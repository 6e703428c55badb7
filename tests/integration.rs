//! Integration tests for the DTR reconciliation engine.
//!
//! This suite drives the public API end to end:
//! - Loading the shipped configuration from disk
//! - Ingesting raw upstream rows into a source
//! - A full week of mixed attendance through the reconciler
//! - Exception precedence and backfill provenance
//! - Holidays, recurring holidays and work suspensions
//! - Property tests over random punch sets

use chrono::{Duration, NaiveDate};
use proptest::prelude::*;
use rust_decimal::Decimal;
use serde_json::{Value, json};
use std::str::FromStr;

use dtr_engine::calculation::{ReconcileInput, WORK_SUSPENSION_LABEL, reconcile};
use dtr_engine::config::{ConfigLoader, EngineConfig};
use dtr_engine::error::EngineError;
use dtr_engine::ingest::RawBundle;
use dtr_engine::models::{
    ClockTime, CreditRule, EmployeeKeys, ExceptionKind, Provenance, PunchEvent,
    ReconcileOutcome, ShiftAssignment, ShiftMode, ShiftWindow, Slot,
};
use dtr_engine::source::Reconciler;

// =============================================================================
// Test Helpers
// =============================================================================

fn load_config() -> EngineConfig {
    ConfigLoader::load("./config/default")
        .expect("Failed to load config")
        .into_config()
}

fn decimal(s: &str) -> Decimal {
    Decimal::from_str(s).unwrap()
}

fn make_date(y: i32, m: u32, d: u32) -> NaiveDate {
    NaiveDate::from_ymd_opt(y, m, d).unwrap()
}

fn t(s: &str) -> ClockTime {
    s.parse().unwrap()
}

fn employee() -> EmployeeKeys {
    EmployeeKeys::new(Some("emp-9".to_string()), Some("42".to_string()))
}

fn punch_rows(stamps: &[&str]) -> Vec<Value> {
    stamps
        .iter()
        .map(|stamp| json!({ "USERID": "42", "CHECKTIME": stamp }))
        .collect()
}

fn four_slot_rows() -> Vec<Value> {
    vec![
        json!({ "shiftname": "Regular", "shifttimemode": "AM",
                "shift_checkin": "08:00:00", "shift_checkout": "12:00:00" }),
        json!({ "shiftname": "Regular", "shifttimemode": "PM",
                "shift_checkin": "13:00:00", "shift_checkout": "17:00:00" }),
    ]
}

fn whole_day_shift() -> ShiftWindow {
    ShiftWindow::from_assignments(&[ShiftAssignment {
        name: "Flexi".to_string(),
        mode: ShiftMode::Ampm,
        check_in: Some(t("08:00")),
        check_in_window: None,
        check_out: Some(t("17:00")),
        check_out_window: None,
        credit: None,
    }])
    .unwrap()
}

fn run_bundle(
    bundle: &RawBundle,
    from: NaiveDate,
    to: NaiveDate,
    today: NaiveDate,
) -> ReconcileOutcome {
    run_bundle_with(load_config(), bundle, from, to, today)
}

fn run_bundle_with(
    config: EngineConfig,
    bundle: &RawBundle,
    from: NaiveDate,
    to: NaiveDate,
    today: NaiveDate,
) -> ReconcileOutcome {
    Reconciler::new(config)
        .run(&bundle.to_source(), &bundle.employee, from, to, today)
        .expect("reconciliation failed")
}

// 2025-01-13 is a Monday.
fn week_bundle() -> RawBundle {
    RawBundle {
        employee: employee(),
        punches: punch_rows(&[
            // Monday: all four slots, ten minutes late in the morning.
            "2025-01-13 08:10:00",
            "2025-01-13 12:05:00",
            "2025-01-13 12:50:00",
            "2025-01-13 17:00:00",
            // Tuesday: arrival and departure only.
            "2025-01-14 08:00:00",
            "2025-01-14 17:00:00",
            // Thursday: morning only, afternoon on locator.
            "2025-01-16 08:00:00",
            "2025-01-16 12:00:00",
        ]),
        shifts: four_slot_rows(),
        locators: vec![json!({
            "LOCNO": "L-1", "LOCUSERID": "42", "LOCDATE": "2025-01-16",
            "LOCSTATUS": "Approved",
            "loctimedeparture": "13:00:00", "loctimearrival": "17:30:00",
        })],
        leaves: vec![json!({
            "leaveno": "LV-1", "emp_objid": "emp-9", "LEAVEDATE": "2025-01-15",
            "leavestatus": "Approved", "leave_type_name": "Vacation Leave",
        })],
        ..RawBundle::default()
    }
}

// =============================================================================
// Configuration
// =============================================================================

#[test]
fn test_shipped_config_matches_defaults() {
    assert_eq!(load_config(), EngineConfig::default());
}

#[test]
fn test_missing_config_directory() {
    let result = ConfigLoader::load("./config/does-not-exist");
    assert!(matches!(result, Err(EngineError::ConfigNotFound { .. })));
}

// =============================================================================
// A Full Week
// =============================================================================

#[test]
fn test_week_rows_and_remarks() {
    let outcome = run_bundle(
        &week_bundle(),
        make_date(2025, 1, 13),
        make_date(2025, 1, 19),
        make_date(2025, 1, 31),
    );
    let report = outcome.report().expect("employee should be scheduled");
    assert_eq!(report.shift_name, "Regular");
    assert_eq!(report.rows.len(), 7);

    let monday = &report.rows[0];
    assert_eq!(monday.late_minutes, 10);
    assert_eq!(monday.day_credit, decimal("1.00"));
    assert_eq!(monday.credit_rule, CreditRule::CompleteHalves);
    assert!(monday.remarks.is_empty());

    let tuesday = &report.rows[1];
    assert_eq!(tuesday.day_credit, decimal("1.00"));
    assert_eq!(tuesday.credit_rule, CreditRule::SpanningInOut);
    assert!(tuesday.remarks.is_empty());

    let wednesday = &report.rows[2];
    assert_eq!(wednesday.day_credit, Decimal::ZERO);
    assert_eq!(wednesday.remarks, vec!["Leave (LV-1)"]);

    let thursday = &report.rows[3];
    assert_eq!(*thursday.slots.get(Slot::PmIn), Some(t("13:00")));
    assert_eq!(*thursday.slots.get(Slot::PmOut), Some(t("17:00")));
    assert_eq!(*thursday.provenance.get(Slot::PmOut), Provenance::OutOfOffice);
    assert_eq!(*thursday.provenance.get(Slot::AmIn), Provenance::None);
    assert_eq!(thursday.day_credit, decimal("1.00"));
    assert_eq!(
        thursday.credit_rule,
        CreditRule::Override(ExceptionKind::OutOfOffice)
    );
    assert_eq!(thursday.remarks, vec!["Locator (L-1)"]);

    let friday = &report.rows[4];
    assert_eq!(friday.remarks, vec!["Absent"]);
    assert_eq!(friday.day_credit, Decimal::ZERO);

    for weekend in &report.rows[5..] {
        assert!(weekend.is_weekend);
        assert_eq!(weekend.remarks, vec!["Weekend"]);
        assert_eq!(weekend.credit_rule, CreditRule::NonWorkingDay);
    }
}

#[test]
fn test_default_remarks_use_the_core_vocabulary() {
    let outcome = run_bundle(
        &week_bundle(),
        make_date(2025, 1, 13),
        make_date(2025, 1, 19),
        make_date(2025, 1, 31),
    );
    let remarks: Vec<_> = outcome
        .report()
        .unwrap()
        .rows
        .iter()
        .map(|row| row.remarks.clone())
        .collect();
    assert_eq!(
        remarks,
        vec![
            vec![],
            vec![],
            vec!["Leave (LV-1)".to_string()],
            vec!["Locator (L-1)".to_string()],
            vec!["Absent".to_string()],
            vec!["Weekend".to_string()],
            vec!["Weekend".to_string()],
        ]
    );
}

#[test]
fn test_locator_hint_when_enabled() {
    let mut config = load_config();
    config.remarks.suggest_locator = true;
    let outcome = run_bundle_with(
        config,
        &week_bundle(),
        make_date(2025, 1, 13),
        make_date(2025, 1, 19),
        make_date(2025, 1, 31),
    );
    let rows = &outcome.report().unwrap().rows;
    assert_eq!(rows[1].remarks, vec!["File a locator"]);
    // Thursday's gap is covered by the locator.
    assert_eq!(rows[3].remarks, vec!["Locator (L-1)"]);
    assert!(rows[0].remarks.is_empty());
}

#[test]
fn test_week_totals() {
    let outcome = run_bundle(
        &week_bundle(),
        make_date(2025, 1, 13),
        make_date(2025, 1, 19),
        make_date(2025, 1, 31),
    );
    let totals = &outcome.report().unwrap().totals;
    assert_eq!(totals.late_minutes, 10);
    assert_eq!(totals.day_credit, decimal("3.00"));
    assert_eq!(totals.late_equivalent_days, decimal("0.02"));
    assert_eq!(totals.net_days, decimal("2.9792"));
    assert_eq!(totals.records.leave, 1);
    assert_eq!(totals.records.out_of_office, 1);
    assert_eq!(totals.records.travel, 0);
}

#[test]
fn test_today_and_future_dates_are_not_absent() {
    let outcome = run_bundle(
        &week_bundle(),
        make_date(2025, 1, 17),
        make_date(2025, 1, 17),
        make_date(2025, 1, 17),
    );
    assert!(outcome.report().unwrap().rows[0].remarks.is_empty());
}

#[test]
fn test_outcome_serializes_with_status_tag() {
    let outcome = run_bundle(
        &week_bundle(),
        make_date(2025, 1, 13),
        make_date(2025, 1, 13),
        make_date(2025, 1, 31),
    );
    let value = serde_json::to_value(&outcome).unwrap();
    assert_eq!(value["status"], "scheduled");
    assert_eq!(value["rows"][0]["slots"]["am_in"], "08:10");
    assert_eq!(value["rows"][0]["date"], "2025-01-13");
}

● ● ● ●

- [TASK BRIEF] With "shiftname" as the string to find, copy every line of the records that holds it.

- [TASK RESULT]
        json!({ "shiftname": "Regular", "shifttimemode": "AM",
        json!({ "shiftname": "Regular", "shifttimemode": "PM",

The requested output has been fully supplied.